Childcare in the town of Elon is a challenge for communications professor Kathleen Stansberry, and has been a consistent struggle since Elon University shut down in March 2020, the same time her three kids were also sent home from Elon Elementary. 

“Having very young kids trying to figure out how to use Zoom and Google Classroom, and I mean very young — like first grade, kindergarten — was overwhelming,” Stansberry said. “The childcare options just weren’t there anymore.”

Stansberry was teaching full time when the pandemic hit, and with her kids attending virtual school and immunocompromised family members, the struggles came to her all at once. 

But even after the return to in-person learning, this experience has only continued for Stansberry, and other faculty members are facing it too. 

Justine Nienow, senior assistant registrar for technology, also faced a unique set of struggles with her own young child and coming back to work during a pandemic. Nienow’s son was born in December 2019, resulting in her maternity ending in March — the same time Elon students were also sent home. Nienow was left with no daycare options until June.  

Nienow said how this forced her to rely on the flexibility Elon exhibited in allowing her to work from home in the fall of 2020 and support from family members, in addition to her daycare once that became available.

“I think there was definitely a definite shift of ‘family is important,’” Nienow said.

Taking unpaid leave was something that made a significant difference in being able to manage her three children and their classes, according to Stansberry. 

“At the beginning I was primarily juggling my classes and the kids' classes and trying to sleep wherever I could. It was not easy,” Stansberry said. “[I have] hilarious pictures of my six year old climbing the stairs to avoid his classes, hiding under the table. A lot of time was spent finding him, and then physically putting him in front of the computer screen.”

Though this was a challenging experience for faculty and staff with children to have to contend with, other professors acknowledged how the support from Elon University, both formally and informally, was crucial for their success in teaching and parenting.

Associate dean and communications professor Tony Weaver has personally benefited from the informal support he has found from the Elon community. Weaver said the support on an individual level of the Elon community was what made teaching and parenting through a pandemic a manageable experience. 

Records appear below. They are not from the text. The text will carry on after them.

//! Collision Resolver
//!
//! Resolves the integrator's tentative position against the obstacle catalog.
//!
//! # Order within one step
//!
//! 1. **Kill zones** - any overlap aborts the step with [`Resolution::Killed`].
//! 2. **Support** - the first supporting obstacle in catalog order snaps the
//!    body onto its top surface and grounds it. Later candidates are not
//!    inspected even if they would be closer.
//! 3. **Jump pads** - an overlap while the body is not already rising faster
//!    than `jump_pad_max_entry_speed` launches it and clears grounded.
//! 4. **Speed pads** - an overlap is reported so the caller can start a boost.
//!
//! Only obstacles whose swept vertical span falls inside the height window
//! around the tentative position are inspected.

use crate::player::Body;
use crate::world::{ObstacleCatalog, ObstacleKind};

use super::collision::{overlaps, supports, top_surface};
use super::tuning::PhysicsTuning;
use super::types::Vec3;

/// Resolved state of a step that did not hit a kill zone.
#[derive(Debug, Clone, Copy, PartialEq)]
pub struct Settled {
    pub position: Vec3,
    pub velocity: Vec3,
    pub grounded: bool,
    /// Catalog index of the supporting obstacle.
    pub support: Option<usize>,
    /// Catalog index of the jump pad that launched the body this step.
    pub jump_pad: Option<usize>,
    /// Catalog index of a speed pad the body overlaps this step.
    pub speed_pad: Option<usize>,
}

/// Outcome of resolving one step.
#[derive(Debug, Clone, Copy, PartialEq)]
pub enum Resolution {
    /// A kill zone was touched; the rest of the step must be skipped.
    Killed { obstacle: usize },
    Settled(Settled),
}

/// Resolve `tentative` for `body` against `catalog` at simulated time `time`.
///
/// # Arguments
///
/// * `tentative` - Position produced by the integrator
/// * `body` - Body after integration (its velocity is the step's velocity)
/// * `catalog` - Level obstacles
/// * `time` - Simulated time at the end of the step, for kinematic poses
/// * `tuning` - Physics constants
pub fn resolve(
    tentative: Vec3,
    body: &Body,
    catalog: &ObstacleCatalog,
    time: f32,
    tuning: &PhysicsTuning,
) -> Resolution {
    let tol = &tuning.contact;
    let window = tuning.height_window;
    let candidates = catalog.candidates(tentative.y - window, tentative.y + window);

    let touching = |kind: ObstacleKind| {
        candidates.iter().copied().find(|&index| {
            catalog.get(index).is_some_and(|obstacle| {
                if obstacle.kind != kind {
                    return false;
                }
                let pose = obstacle.pose_at(time);
                overlaps(
                    tentative,
                    tuning.body_radius,
                    tuning.half_height,
                    &obstacle.shape,
                    pose.center,
                    pose.yaw,
                    tol.trigger_margin,
                )
            })
        })
    };

    if let Some(obstacle) = touching(ObstacleKind::KillZone) {
        return Resolution::Killed { obstacle };
    }

    let mut settled = Settled {
        position: tentative,
        velocity: body.velocity,
        grounded: false,
        support: None,
        jump_pad: None,
        speed_pad: None,
    };

    let foot = tentative - Vec3::Y * tuning.half_height;
    for &index in &candidates {
        let Some(obstacle) = catalog.get(index) else {
            continue;
        };
        if !obstacle.kind.is_support() {
            continue;
        }
        let pose = obstacle.pose_at(time);
        if supports(foot, &obstacle.shape, pose.center, pose.yaw, settled.velocity.y, tol) {
            settled.position.y = top_surface(&obstacle.shape, pose.center) + tuning.half_height;
            settled.velocity.y = settled.velocity.y.max(0.0);
            settled.grounded = true;
            settled.support = Some(index);
            break;
        }
    }

    if settled.velocity.y <= tuning.jump_pad_max_entry_speed {
        if let Some(pad) = touching(ObstacleKind::JumpPad) {
            settled.velocity.y = tuning.jump_pad_impulse;
            settled.grounded = false;
            settled.support = None;
            settled.jump_pad = Some(pad);
        }
    }

    settled.speed_pad = touching(ObstacleKind::SpeedPad);

    Resolution::Settled(settled)
}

For Weaver, Elon supporting its faculty and staff through regular checkups and taking the time to understand what other parents are going through is what was valuable. He felt like the Elon community really came together to support each other as there was a common understanding about what others were going through.

“I think a lot of us operated hour to hour, day to day, and so we notice one of our colleagues having a tough day, that’s when you try to step in and help,” Weaver said. 

This informal support has remained present for Will Pluer, professor of engineering, despite being new to Elon this semester. With his daughter born in April 2020, Pluer watched COVID-19 shift his childcare plans. Other professors offered to step in for Pluer if needed — covering classes, scheduling and making sure his daughter was always accounted for. 

“On the individual level, other faculty members are very encouraging and get references or help out with a class if I need to.” Pluer said.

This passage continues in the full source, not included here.